In 1959, Mr. Daley joined the Times staff, and for six years was a correspondent in Europe and North Africa, covering sports and general news in 16 countries. Based in Nice and later in Paris, he wrote about French forces fighting in Algeria and Tunisia, horse racing in Ireland, food and wine in the Soviet city of Volgograd (formerly Stalingrad) and life on the Volga, Europe’s longest river.
His last novel, “The Red Squad” (2013), explored the sinister world of the Police Department’s Bureau of Special Services and Investigations, which in the 1950s pursued suspected Communists, sometimes trampling rights and destroying careers.

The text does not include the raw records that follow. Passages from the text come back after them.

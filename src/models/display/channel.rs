//! Channel display models

use serde::Serialize;
use tabled::Tabled;

use super::common::{check, truncate_string};
use crate::catalog::CatalogEntry;

/// Channel row for `channel list` and `channel get`.
#[derive(Debug, Clone, Tabled, Serialize)]
pub struct ChannelDisplay {
    #[tabled(rename = "ID")]
    pub id: String,

    /// `#name` for channels, `@person` for direct messages
    #[tabled(rename = "NAME")]
    pub name: String,

    #[tabled(rename = "TYPE")]
    pub kind: String,

    #[tabled(rename = "MEMBER")]
    #[serde(skip)]
    pub member_mark: String,

    #[tabled(skip)]
    pub is_member: bool,

    #[tabled(skip)]
    pub is_archived: bool,

    #[tabled(rename = "MEMBERS")]
    pub members: String,

    #[tabled(rename = "PURPOSE")]
    pub purpose: String,
}

impl ChannelDisplay {
    /// Build a row from an entry and the label the catalog gives it.
    pub fn new(entry: &CatalogEntry, label: String) -> Self {
        let kind = if entry.is_archived {
            format!("{} (archived)", entry.kind)
        } else {
            entry.kind.to_string()
        };

        Self {
            id: entry.id.clone(),
            name: label,
            kind,
            member_mark: check(entry.is_member),
            is_member: entry.is_member,
            is_archived: entry.is_archived,
            members: entry
                .metadata
                .member_count
                .map(|n| n.to_string())
                .unwrap_or_else(|| "--".to_string()),
            purpose: entry
                .metadata
                .purpose
                .as_deref()
                .map(|p| truncate_string(p, 50))
                .unwrap_or_default(),
        }
    }
}

impl From<&CatalogEntry> for ChannelDisplay {
    fn from(entry: &CatalogEntry) -> Self {
        Self::new(entry, entry.display_name())
    }
}

/// Result row for `channel resolve`.
#[derive(Debug, Clone, Tabled, Serialize)]
pub struct ResolveDisplay {
    #[tabled(rename = "INPUT")]
    pub input: String,

    #[tabled(rename = "ID")]
    pub id: String,

    #[tabled(rename = "NAME")]
    pub name: String,

    /// Whether the id came from the local catalog
    #[tabled(rename = "KNOWN")]
    #[serde(skip)]
    pub known_mark: String,

    #[tabled(skip)]
    pub known: bool,
}

impl ResolveDisplay {
    pub fn new(input: &str, id: String, name: Option<String>) -> Self {
        let known = name.is_some();
        Self {
            input: input.to_string(),
            id,
            name: name.unwrap_or_else(|| "--".to_string()),
            known_mark: check(known),
            known,
        }
    }
}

“Most writers spend most of their lives locked in small rooms typing, and they don’t get paid very much,” Mr. Daley noted in an introduction to his second memoir, “Writing on the Edge: The Ups and Downs of a Freelance Career” (2014). “I refused to live like that. Throughout, I have tried to manage my career in a different way, call it my way if you like.”
Ash Wu contributed reporting.
Robert D. McFadden was a Times reporter for 63 years. In the last decade before his retirement in 2024 he wrote advance obituaries, which are prepared for notable people so they can be published quickly upon their deaths.